Jim Norton, who wrote a piece defending prostitution and the Johns who use prostitutes in Time Magazine, is not ashamed to pay for sex — and he says other men shouldn’t be either.
Apparently, Norton is a comedian, a New York Times best-selling author and host of The Jim Norton Show on Vice.com.
i say “apparently,” because it’s not clear to me in his piece where the funny parts are supposed to be. Norton writes:
As a man who has spent an embarrassing amount of money on prostitutes and various other sexual encounters, I was excited when I heard about a “National Day of Johns,” because I thought I was being honored. I envisioned myself being carted down New York City’s Fifth Avenue on the back of a flatbed truck, waving to cheering fans as confetti rained down on me and my disappointed parents hid behind a mailbox.
i think he’s trying to be funny here. But nothing is funny about this. Prostitution is something to cheer about? We should throw a parade? Even if you try to make a joke out of that, you can’t. Many things simply are not funny.
The fact that Norton is joking about the degrading and dehumanizing practice of prostitution; a practice which is built on abuse and exploitation; and a practice which only exists because men demand the right to treat women as sexual property, is insulting to all women — and men.
The only experience I’ve had where an element of violence was present was driving on 48th Street in New York and talking to a girl through my passenger window. (A big part of my addiction is the ritualistic aspect, and for some reason I only liked to pick up prostitutes who talked to me through the passenger window.) As we were speaking, a van full of girls stopped, and a guy I assume was her pimp bounced her across the hood of my car and threw her in the van. This is why I’m a firm believer that prostitution should be legalized and pimps should be thrown down an elevator shaft.
So Norton admits that he’s addicted, but his addiction is good, he says, and he shouldn’t feel ashamed. A statement like that, about any addiction, is nonsensical on its face.
However, more to the point, he gets a moral conscience when it comes to pimps? That’s bizarre. And it’s totally foolish to think that legalizing anything, prevents abuse of the thing that has been legalized.
Most men who prostitute women are not sex-addicts, but they certainly share Norton’s dehumanising views.

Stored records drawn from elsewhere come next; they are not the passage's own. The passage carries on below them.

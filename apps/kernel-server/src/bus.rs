// apps/kernel-server/src/bus.rs
// Purpose: Event Bus (C2): two pub/sub channels (state_changed,
// agent_events) and one durable stream with consumer groups (task_queue).
// Architecture: Messaging port
// Dependencies: redis (tokio-comp, connection-manager)

use async_trait::async_trait;
use redis::AsyncCommands;
use std::time::Duration;

pub const DEFAULT_STATE_CHANGED_CHANNEL: &str = "devswarm:state_changed";
pub const DEFAULT_AGENT_EVENTS_CHANNEL: &str = "devswarm:agent_events";
pub const DEFAULT_TASK_QUEUE_STREAM: &str = "devswarm:task_queue";
const CONSUMER_GROUP: &str = "devswarm-workers";

/// A claimed stream entry the worker must ack exactly once.
#[derive(Debug, Clone)]
pub struct StreamDelivery {
    pub id: String,
    pub payload: String,
}

/// A live subscription to one of the two pub/sub channels. Dropped when the
/// bridge's subscribe loop exits; `recv` returns `None` once the underlying
/// connection closes.
#[async_trait]
pub trait Subscription: Send {
    async fn recv(&mut self) -> Option<String>;
}

/// The three logical endpoints described in spec.md §4.2. If the bus is
/// unavailable, publishes are silent no-ops and `subscribe` returns `None`
/// (the degraded path C7 falls back to its heartbeat-only loop for).
#[async_trait]
pub trait EventBus: Send + Sync {
    async fn publish_state_changed(&self);
    async fn publish_agent_event(&self, payload: String);
    async fn subscribe_state_changed(&self) -> Option<Box<dyn Subscription>>;
    async fn subscribe_agent_events(&self) -> Option<Box<dyn Subscription>>;

    /// Appends a goal onto the task queue stream via XADD.
    async fn enqueue_task(&self, payload: String);
    /// Ensures the consumer group exists, then blocks (bounded by
    /// `block_timeout`) for up to one new delivery via XREADGROUP.
    async fn read_task(
        &self,
        consumer: &str,
        block_timeout: Duration,
    ) -> Option<StreamDelivery>;
    async fn ack_task(&self, id: &str);
}

/// Redis-backed implementation. Constructed with an already-open
/// `ConnectionManager` so connection loss is retried transparently by the
/// client rather than tearing down the whole bus.
pub struct RedisEventBus {
    client: redis::Client,
    manager: redis::aio::ConnectionManager,
    state_changed_channel: String,
    agent_events_channel: String,
    task_queue_stream: String,
}

impl RedisEventBus {
    /// Returns `None` (rather than an error) when `redis_url` can't be
    /// reached at construction time, mirroring the teacher's
    /// "persistence disabled, keep booting" posture for optional Redis.
    pub async fn connect(redis_url: &str) -> Option<Self> {
        let client = match redis::Client::open(redis_url) {
            Ok(client) => client,
            Err(e) => {
                tracing::warn!("failed to parse REDIS_URL: {}. Event bus disabled.", e);
                return None;
            }
        };

        match client.get_connection_manager().await {
            Ok(manager) => {
                tracing::info!("event bus connected: {}", redis_url);
                Some(RedisEventBus {
                    client,
                    manager,
                    state_changed_channel: DEFAULT_STATE_CHANGED_CHANNEL.to_string(),
                    agent_events_channel: DEFAULT_AGENT_EVENTS_CHANNEL.to_string(),
                    task_queue_stream: DEFAULT_TASK_QUEUE_STREAM.to_string(),
                })
            }
            Err(e) => {
                tracing::warn!("failed to connect to Redis: {}. Event bus disabled.", e);
                None
            }
        }
    }

    async fn ensure_group(&self, conn: &mut redis::aio::ConnectionManager) {
        let result: redis::RedisResult<()> = conn
            .xgroup_create_mkstream(&self.task_queue_stream, CONSUMER_GROUP, "$")
            .await;
        if let Err(e) = result {
            // BUSYGROUP means the group already exists, benign.
            if !e.to_string().contains("BUSYGROUP") {
                tracing::warn!("xgroup create failed: {}", e);
            }
        }
    }
}

pub struct RedisSubscription {
    stream: std::pin::Pin<Box<dyn futures::Stream<Item = redis::Msg> + Send>>,
}

#[async_trait]
impl Subscription for RedisSubscription {
    async fn recv(&mut self) -> Option<String> {
        use futures::StreamExt;
        let msg = self.stream.next().await?;
        msg.get_payload::<String>().ok()
    }
}

#[async_trait]
impl EventBus for RedisEventBus {
    async fn publish_state_changed(&self) {
        let mut conn = self.manager.clone();
        let result: redis::RedisResult<()> = conn.publish(&self.state_changed_channel, "").await;
        if let Err(e) = result {
            tracing::warn!("publish state_changed failed: {}", e);
        }
    }

    async fn publish_agent_event(&self, payload: String) {
        let mut conn = self.manager.clone();
        let result: redis::RedisResult<()> = conn.publish(&self.agent_events_channel, payload).await;
        if let Err(e) = result {
            tracing::warn!("publish agent_events failed: {}", e);
        }
    }

    async fn subscribe_state_changed(&self) -> Option<Box<dyn Subscription>> {
        subscribe_channel(&self.client, &self.state_changed_channel).await
    }

    async fn subscribe_agent_events(&self) -> Option<Box<dyn Subscription>> {
        subscribe_channel(&self.client, &self.agent_events_channel).await
    }

    async fn enqueue_task(&self, payload: String) {
        let mut conn = self.manager.clone();
        let result: redis::RedisResult<String> = conn
            .xadd(&self.task_queue_stream, "*", &[("payload", payload)])
            .await;
        if let Err(e) = result {
            tracing::warn!("xadd task_queue failed: {}", e);
        }
    }

    async fn read_task(&self, consumer: &str, block_timeout: Duration) -> Option<StreamDelivery> {
        let mut conn = self.manager.clone();
        self.ensure_group(&mut conn).await;

        let opts = redis::streams::StreamReadOptions::default()
            .group(CONSUMER_GROUP, consumer)
            .block(block_timeout.as_millis() as usize)
            .count(1);

        let reply: redis::RedisResult<redis::streams::StreamReadReply> = conn
            .xread_options(&[&self.task_queue_stream], &[">"], &opts)
            .await;

        let reply = match reply {
            Ok(reply) => reply,
            Err(e) => {
                tracing::warn!("xreadgroup failed: {}", e);
                return None;
            }
        };

        for key in reply.keys {
            for entry in key.ids {
                let payload: String = entry
                    .map
                    .get("payload")
                    .and_then(|v| match v {
                        redis::Value::Data(bytes) => String::from_utf8(bytes.clone()).ok(),
                        _ => None,
                    })
                    .unwrap_or_default();
                return Some(StreamDelivery {
                    id: entry.id,
                    payload,
                });
            }
        }
        None
    }

    async fn ack_task(&self, id: &str) {
        let mut conn = self.manager.clone();
        let result: redis::RedisResult<()> = conn
            .xack(&self.task_queue_stream, CONSUMER_GROUP, &[id])
            .await;
        if let Err(e) = result {
            tracing::warn!("xack failed: {}", e);
        }
    }
}

async fn subscribe_channel(
    client: &redis::Client,
    channel: &str,
) -> Option<Box<dyn Subscription>> {
    let conn = match client.get_async_connection().await {
        Ok(conn) => conn,
        Err(e) => {
            tracing::warn!("failed to open pub/sub connection: {}", e);
            return None;
        }
    };
    let mut pubsub = conn.into_pubsub();
    if let Err(e) = pubsub.subscribe(channel).await {
        tracing::warn!("subscribe to {} failed: {}", channel, e);
        return None;
    }
    Some(Box::new(RedisSubscription {
        stream: Box::pin(pubsub.into_on_message()),
    }))
}

/// Always-degraded bus: every publish is a no-op, every subscribe/read
/// returns nothing. Used when `REDIS_URL` is unset and in tests that don't
/// exercise the bus at all.
#[derive(Default)]
pub struct NullEventBus;

#[async_trait]
impl EventBus for NullEventBus {
    async fn publish_state_changed(&self) {}
    async fn publish_agent_event(&self, _payload: String) {}
    async fn subscribe_state_changed(&self) -> Option<Box<dyn Subscription>> {
        None
    }
    async fn subscribe_agent_events(&self) -> Option<Box<dyn Subscription>> {
        None
    }
    async fn enqueue_task(&self, _payload: String) {}
    async fn read_task(&self, _consumer: &str, block_timeout: Duration) -> Option<StreamDelivery> {
        tokio::time::sleep(block_timeout).await;
        None
    }
    async fn ack_task(&self, _id: &str) {}
}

As someone who had her body used by men like Norton for seven years spanning my adolescence and early adulthood, I can say quite a staggering amount of delusion and denial presents in the thoughts and attitudes of the average ‘john’; and it is matched only by the casual misogyny that allows them to use the bodies of women and girls like commodities in the first place. This is exemplified numerous times in Norton’s short article, for example in his assertion that where prostitution is legalised the rape of the non-prostituted female population drops. Apart from the fact that this is unproven, even if it were true, it would mean only that prostituted women and girls are used as the human shields of men’s sexual violence. Anyone who suggests that a class of females should exist to absorb male sexual aggression is, by definition, expressing a misogynistic view.
Moran’s entire piece is worth the read. Moran writes at one point that reading Norton’s article made her skin crawl.
It had the same effect on me.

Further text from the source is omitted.